Saturday, October 31, 2009

Hotel Rooms

The highlight of the Folger symposium for me was the earnest grad student who very earnestly suggested that I might want to get in touch with Bonnie Gordon because my project sounded so similar to hers. She was pretty sure Professor Gordon would be accessible on email. (She obviously had not seen the inbox with at least ten unanswered student emails in it) There is something refreshing about being at a conference for another discipline and being largely anonymous. Only twice did I have the urge to jump up and down and say “hey I’m a tenured professor too………” I forgot how much I love the Folger—it was a real haven for me in graduate school.

But the real highlight remains of course the large and lovely hotel room alone which seemed delicious enough that I dodged dinner invitations last night. The morning Eli and I left for our great adventure on the train did wonders for making the solo morning seem even better. See below for the short version of thurs morn in dialogue.

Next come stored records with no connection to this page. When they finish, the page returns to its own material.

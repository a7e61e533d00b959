//! Plugin source directories and manifest discovery

use crate::error::{CoreError, CoreResult};
use crate::manifest::PluginManifest;
use crate::slug::slugify;
use std::fs;
use std::path::{Path, PathBuf};

/// Identifies one plugin's source directory
#[derive(Debug, Clone, PartialEq, Eq)]
pub struct PluginDescriptor {
    name: String,
    source_dir: PathBuf,
}

impl PluginDescriptor {
    pub fn new(name: impl Into<String>, source_dir: impl Into<PathBuf>) -> Self {
        Self {
            name: name.into(),
            source_dir: source_dir.into(),
        }
    }

    /// Descriptor for `plugins_dir/<name>`
    pub fn in_plugins_dir(plugins_dir: &Path, name: &str) -> Self {
        Self::new(name, plugins_dir.join(name))
    }

    pub fn name(&self) -> &str {
        &self.name
    }

    pub fn source_dir(&self) -> &Path {
        &self.source_dir
    }

    /// Index id derived from the plugin name
    pub fn slug(&self) -> String {
        slugify(&self.name)
    }

    /// Locate and parse this plugin's manifest
    pub fn read_manifest(&self) -> CoreResult<PluginManifest> {
        let path = find_manifest(&self.source_dir, &self.name)?;
        PluginManifest::from_file(path)
    }
}

/// Find the manifest file for `plugin_name` in `source_dir`.
///
/// `<plugin_name>.yml` (or `.yaml`) at the top level is preferred. Without
/// one, the directory must hold exactly one top-level YAML file.
pub fn find_manifest(source_dir: &Path, plugin_name: &str) -> CoreResult<PathBuf> {
    let mut candidates = Vec::new();

    for entry in fs::read_dir(source_dir)? {
        let entry = entry?;
        if !entry.file_type()?.is_file() {
            continue;
        }
        let path = entry.path();
        if is_yaml(&path) {
            candidates.push(path);
        }
    }
    candidates.sort();

    let named = candidates.iter().find(|path| {
        path.file_stem()
            .is_some_and(|stem| stem.to_string_lossy() == plugin_name)
    });
    if let Some(path) = named {
        return Ok(path.clone());
    }

    match candidates.len() {
        0 => Err(CoreError::ManifestNotFound {
            dir: source_dir.to_path_buf(),
        }),
        1 => Ok(candidates.remove(0)),
        _ => Err(CoreError::AmbiguousManifest {
            dir: source_dir.to_path_buf(),
            candidates: candidates
                .iter()
                .filter_map(|p| p.file_name())
                .map(|n| n.to_string_lossy().into_owned())
                .collect(),
        }),
    }
}

fn is_yaml(path: &Path) -> bool {
    path.extension()
        .map(|ext| ext.to_string_lossy().to_ascii_lowercase())
        .is_some_and(|ext| ext == "yml" || ext == "yaml")
}

/// List plugin directory names under `plugins_dir`, sorted.
///
/// Hidden directories and those starting with `_` (templates) are skipped,
/// as are directories without a manifest.
pub fn discover_plugins(plugins_dir: &Path) -> CoreResult<Vec<String>> {
    let mut names = Vec::new();

    for entry in fs::read_dir(plugins_dir)? {
        let entry = entry?;
        if !entry.file_type()?.is_dir() {
            continue;
        }

        let name = entry.file_name().to_string_lossy().into_owned();
        if name.starts_with('.') || name.starts_with('_') {
            continue;
        }

        match find_manifest(&entry.path(), &name) {
            Ok(_) => names.push(name),
            Err(e) => tracing::debug!(plugin = %name, "skipping directory: {e}"),
        }
    }

    names.sort();
    Ok(names)
}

Eli I’m goin on the twain twan twain (in a song) I’m gonna stay with Joyce and Papa all by myself.

Jonathan omg I can’t take it I’m going to die. Kick kick scream scream. I can not go to school today I am too devastated.

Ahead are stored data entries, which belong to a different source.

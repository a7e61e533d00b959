//! Scratch staging of a plugin source tree.

use crate::filter::DenyList;
use crate::{BuildError, BuildResult};
use stashpack_core::{PluginDescriptor, slugify};
use std::fs;
use std::path::{Path, PathBuf};
use tempfile::TempDir;
use walkdir::WalkDir;

/// A filtered copy of a plugin tree in a private scratch directory.
///
/// The layout is `<scratch>/<plugin name>/...`. The scratch directory is
/// removed when the value is dropped, whichever way the build ends.
pub(crate) struct StagedTree {
    scratch: TempDir,
    plugin: String,
    file_count: usize,
}

impl StagedTree {
    /// Copy `descriptor`'s source tree into fresh scratch space, skipping
    /// anything matched by `deny`.
    pub(crate) fn stage(
        descriptor: &PluginDescriptor,
        deny: &DenyList,
        scratch_parent: Option<&Path>,
    ) -> BuildResult<Self> {
        let plugin = descriptor.name();
        let source = descriptor.source_dir();

        let prefix = format!("stashpack-{}-", slugify(plugin));
        let mut builder = tempfile::Builder::new();
        builder.prefix(&prefix);

        let scratch = match scratch_parent {
            Some(parent) => {
                fs::create_dir_all(parent).map_err(|e| BuildError::io(plugin, parent, e))?;
                builder
                    .tempdir_in(parent)
                    .map_err(|e| BuildError::io(plugin, parent, e))?
            }
            None => builder
                .tempdir()
                .map_err(|e| BuildError::io(plugin, std::env::temp_dir(), e))?,
        };

        let root = scratch.path().join(plugin);
        fs::create_dir(&root).map_err(|e| BuildError::io(plugin, &root, e))?;

        let walker = WalkDir::new(source)
            .min_depth(1)
            .follow_links(false)
            .into_iter()
            .filter_entry(|entry| !deny.is_denied_name(&entry.file_name().to_string_lossy()));

        let mut file_count = 0;
        for entry in walker {
            let entry = entry.map_err(|source| BuildError::Walk {
                plugin: plugin.to_string(),
                source,
            })?;
            let Ok(relative) = entry.path().strip_prefix(source) else {
                continue;
            };
            let target = root.join(relative);
            let file_type = entry.file_type();

            if file_type.is_dir() {
                fs::create_dir_all(&target).map_err(|e| BuildError::io(plugin, &target, e))?;
            } else if file_type.is_file() {
                fs::copy(entry.path(), &target)
                    .map_err(|e| BuildError::io(plugin, entry.path(), e))?;
                file_count += 1;
                tracing::trace!(plugin, file = %relative.display(), "staged");
            } else {
                tracing::warn!(plugin, path = %relative.display(), "skipping non-regular file");
            }
        }

        tracing::debug!(
            plugin,
            files = file_count,
            scratch = %scratch.path().display(),
            "staged source tree"
        );

        Ok(Self {
            scratch,
            plugin: plugin.to_string(),
            file_count,
        })
    }

    /// Scratch directory; archive paths are relative to it.
    pub(crate) fn scratch_path(&self) -> &Path {
        self.scratch.path()
    }

    /// The archive's single top-level directory.
    pub(crate) fn root(&self) -> PathBuf {
        self.scratch.path().join(&self.plugin)
    }

    pub(crate) fn file_count(&self) -> usize {
        self.file_count
    }
}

Rebecca Mooooommmmy get me dressed. I have nothing to wear. You promised I could have another playdate with Haley. I will not practice the piano with anyone but you.

Eli I’m going on the twain twain twain. I got my chocolate milk in my packbak

J Noooooooo this is the wrong brand of cheerios…….

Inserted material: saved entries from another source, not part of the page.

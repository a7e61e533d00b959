#![allow(non_snake_case)]

use super::*;
use crate::entry::EntryMetadata;

const SAMPLE: &str = "\
# Stash plugin index
# Generated by stashpack; manual edits to entries may be overwritten.

- id: performersitesync
  name: Performer Site Sync
  metadata:
    description: Sync favourites
  version: 0.9.0
  date: 2025-01-02 03:04:05
  path: PerformerSiteSync-0.9.0.zip
  sha256: aaaa
  requires: []
# pinned for the 0.27 server
- id: taggraph
  name: Tag Graph
  metadata:
    description: Visualise tag hierarchies
  version: '2.1.0'
  date: 2024-11-30 10:00:00
  path: TagGraph-2.1.0.zip
  sha256: bbbb
  requires:
    - performersitesync
";

fn entry(id: &str, version: &str) -> IndexEntry {
    IndexEntry {
        id: id.into(),
        name: id.to_uppercase(),
        metadata: EntryMetadata {
            description: format!("{id} plugin"),
        },
        version: version.into(),
        date: "2026-10-14 09:00:00".into(),
        path: format!("{id}-{version}.zip"),
        sha256: "cd".repeat(32),
        requires: vec![],
    }
}

// Parsing

#[test]
fn IndexDocument___parse___splits_header_and_entries() {
    let doc = IndexDocument::parse(SAMPLE).unwrap();

    assert_eq!(doc.header().count(), 3);
    assert_eq!(doc.header().next(), Some("# Stash plugin index"));
    assert_eq!(doc.ids().collect::<Vec<_>>(), vec!["performersitesync", "taggraph"]);
}

#[test]
fn IndexDocument___parse___reads_versions() {
    let doc = IndexDocument::parse(SAMPLE).unwrap();

    assert_eq!(doc.version_of("performersitesync").as_deref(), Some("0.9.0"));
    assert_eq!(doc.version_of("taggraph").as_deref(), Some("2.1.0"));
    assert_eq!(doc.version_of("missing"), None);
}

#[test]
fn IndexDocument___parse_empty_flow_sequence___has_no_entries() {
    let doc = IndexDocument::parse("# header\n[]\n").unwrap();

    assert!(doc.is_empty());
    assert_eq!(doc.header().collect::<Vec<_>>(), vec!["# header"]);
}

#[test]
fn IndexDocument___parse_empty_text___is_empty() {
    let doc = IndexDocument::parse("").unwrap();

    assert!(doc.is_empty());
    assert!(doc.header().next().is_none());
}

#[test]
fn IndexDocument___parse_entry_without_id___returns_parse_error() {
    let text = "# h\n- name: Orphan\n  version: 1.0.0\n";

    let err = IndexDocument::parse(text).unwrap_err();

    assert!(matches!(err, IndexError::Parse { line: 2, .. }));
}

#[test]
fn IndexDocument___parse_invalid_yaml___returns_parse_error() {
    let text = "- id: a\n  name: [unterminated\n";

    assert!(matches!(
        IndexDocument::parse(text),
        Err(IndexError::Parse { line: 1, .. })
    ));
}

#[test]
fn DocumentEntry___to_entry___parses_verbatim_block() {
    let doc = IndexDocument::parse(SAMPLE).unwrap();

    let tag_graph = doc.get("taggraph").unwrap().to_entry().unwrap();

    assert_eq!(tag_graph.name, "Tag Graph");
    assert_eq!(tag_graph.requires, vec!["performersitesync".to_string()]);
}

// Rendering

#[test]
fn IndexDocument___render_unchanged___reproduces_input() {
    let doc = IndexDocument::parse(SAMPLE).unwrap();

    assert_eq!(doc.render().unwrap(), SAMPLE);
}

#[test]
fn IndexDocument___render_empty___writes_empty_sequence() {
    let doc = IndexDocument::parse("# nothing published yet").unwrap();

    assert_eq!(doc.render().unwrap(), "# nothing published yet\n[]\n");
}

#[test]
fn IndexDocument___render___output_parses_back() {
    let mut doc = IndexDocument::parse(SAMPLE).unwrap();
    doc.upsert(entry("newplugin", "1.0.0"));

    let rendered = doc.render().unwrap();
    let reparsed = IndexDocument::parse(&rendered).unwrap();

    assert_eq!(
        reparsed.ids().collect::<Vec<_>>(),
        vec!["performersitesync", "taggraph", "newplugin"]
    );
    assert!(reparsed.header().eq(doc.header()));
}

// Upsert

#[test]
fn IndexDocument___upsert_existing___replaces_in_place() {
    let mut doc = IndexDocument::parse(SAMPLE).unwrap();

    let outcome = doc.upsert(entry("performersitesync", "1.0.0"));

    assert_eq!(outcome, Upsert::Replaced);
    assert_eq!(doc.len(), 2);
    assert_eq!(doc.entries()[0].id(), "performersitesync");
    assert!(!doc.entries()[0].is_verbatim());
    assert!(doc.entries()[1].is_verbatim());
    assert_eq!(doc.version_of("performersitesync").as_deref(), Some("1.0.0"));
}

#[test]
fn IndexDocument___upsert_existing___drops_every_old_field() {
    let mut doc = IndexDocument::parse(SAMPLE).unwrap();

    doc.upsert(entry("taggraph", "2.2.0"));
    let replaced = doc.get("taggraph").unwrap().to_entry().unwrap();

    assert!(replaced.requires.is_empty());
    assert_eq!(replaced.name, "TAGGRAPH");
}

#[test]
fn IndexDocument___upsert_new___appends_at_end() {
    let mut doc = IndexDocument::parse(SAMPLE).unwrap();

    let outcome = doc.upsert(entry("zeta", "1.0.0"));

    assert_eq!(outcome, Upsert::Appended);
    assert_eq!(doc.ids().last(), Some("zeta"));
    assert_eq!(doc.len(), 3);
}

#[test]
fn IndexDocument___upsert_with_duplicates___keeps_first_position_only() {
    let text = "- id: a\n  version: 1.0.0\n- id: b\n  version: 1.0.0\n- id: a\n  version: 0.1.0\n";
    let mut doc = IndexDocument::parse(text).unwrap();

    doc.upsert(entry("a", "2.0.0"));

    assert_eq!(doc.ids().collect::<Vec<_>>(), vec!["a", "b"]);
    assert_eq!(doc.version_of("a").as_deref(), Some("2.0.0"));
}

#[test]
fn IndexDocument___upsert___untouched_text_survives_render() {
    let mut doc = IndexDocument::parse(SAMPLE).unwrap();

    doc.upsert(entry("performersitesync", "1.0.0"));
    let rendered = doc.render().unwrap();

    let tag_graph_block = &SAMPLE[SAMPLE.find("- id: taggraph").unwrap()..];
    assert!(rendered.ends_with(tag_graph_block));
    assert!(rendered.starts_with("# Stash plugin index\n"));
    assert!(!rendered.contains("sha256: aaaa"));
}

#[test]
fn IndexDocument___upsert_previous_entry___keeps_comment_above_next() {
    let text = "# header\n- id: a\n  version: 1.0.0\n# --- b: keep me ---\n\n- id: b\n  version: 2.0.0\n";
    let mut doc = IndexDocument::parse(text).unwrap();

    doc.upsert(entry("a", "1.0.1"));
    let rendered = doc.render().unwrap();

    assert!(rendered.ends_with("# --- b: keep me ---\n\n- id: b\n  version: 2.0.0\n"));
    assert_eq!(
        IndexDocument::parse(&rendered).unwrap().ids().collect::<Vec<_>>(),
        vec!["a", "b"]
    );
}

#[test]
fn IndexDocument___upsert_replaced_entry___keeps_its_own_comment() {
    let mut doc = IndexDocument::parse(SAMPLE).unwrap();

    doc.upsert(entry("taggraph", "2.2.0"));
    let rendered = doc.render().unwrap();

    assert!(rendered.contains("  requires: []\n# pinned for the 0.27 server\n- id: taggraph\n"));
}

#[test]
fn IndexDocument___indented_comment_and_blank_line___stay_inside_entry() {
    let text = "- id: a\n  metadata:\n\n  # inline note\n    description: d\n  version: 1.0.0\n";

    let doc = IndexDocument::parse(text).unwrap();

    assert_eq!(doc.version_of("a").as_deref(), Some("1.0.0"));
    assert_eq!(doc.render().unwrap(), text);
}

#[test]
fn IndexDocument___trailing_comment___rendered_after_entries() {
    let text = "- id: a\n  version: 1.0.0\n# end of index\n";
    let mut doc = IndexDocument::parse(text).unwrap();

    doc.upsert(entry("b", "1.0.0"));
    let rendered = doc.render().unwrap();

    assert!(rendered.starts_with("- id: a\n  version: 1.0.0\n- id: b\n"));
    assert!(rendered.ends_with("# end of index\n"));
}

// Line endings

const CRLF_SAMPLE: &str = "# header\r\n\r\n- id: a\r\n  version: 1.0.0\r\n# about b\r\n- id: b\r\n  version: 2.0.0\r\n";

#[test]
fn IndexDocument___render_unchanged_crlf___reproduces_input() {
    let doc = IndexDocument::parse(CRLF_SAMPLE).unwrap();

    assert_eq!(doc.render().unwrap(), CRLF_SAMPLE);
    assert_eq!(doc.header().next(), Some("# header"));
    assert_eq!(doc.version_of("b").as_deref(), Some("2.0.0"));
}

#[test]
fn IndexDocument___upsert_in_crlf_document___keeps_untouched_bytes() {
    let mut doc = IndexDocument::parse(CRLF_SAMPLE).unwrap();

    doc.upsert(entry("a", "1.0.1"));
    doc.upsert(entry("c", "1.0.0"));
    let rendered = doc.render().unwrap();

    assert!(rendered.starts_with("# header\r\n\r\n- id: a\r\n"));
    assert!(rendered.contains("# about b\r\n- id: b\r\n  version: 2.0.0\r\n- id: c\r\n"));
    assert!(!rendered.replace("\r\n", "").contains('\n'));
}

#[test]
fn IndexDocument___missing_final_newline___appended_entry_starts_on_new_line() {
    let mut doc = IndexDocument::parse("- id: a\n  version: 1.0.0").unwrap();

    doc.upsert(entry("b", "1.0.0"));
    let rendered = doc.render().unwrap();

    assert!(rendered.starts_with("- id: a\n  version: 1.0.0\n- id: b\n"));
}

R Mooooommy Jonathan is tamtruming too much. We need to take him back to his therapist. (She means occupational therapist)

Me Jonathan I am putting you in your Tupperware until you turn 7. Rebecca you have a closet full of clothes put something on the law says you can’t go to school naked. Eli stop talking now.

Pause for three seconds

All quietly eating the wrong brand of cheerios. Rebecca is getting dressed. Jonathan is reading.

Eli Jonathan is reading to me………

Are all children bipolar/?

Wednesday, October 28, 2009

Twains and Hotels

Tomorrow night I will be in a hotel room in Washington DC ALL BY MYSELF. To be sure I look forward to an intense few days of talking about theater and space in early modern Europe at the Folger. But there is nothing better to a mother of small children than a hotel room with a bathtub, a tv and a nice cozy bed. The room does tend to need the trusty “Mommy’s first Hanukah” flask and chocolate. Before the hotel Eli and I are taking the “twain” together and he will stay with Joyce and papa all by himself after “mommy stays and chats a while” He also plans to get a hair cut, go to a "restawant", play fire trucks and do some fighting games with Papa.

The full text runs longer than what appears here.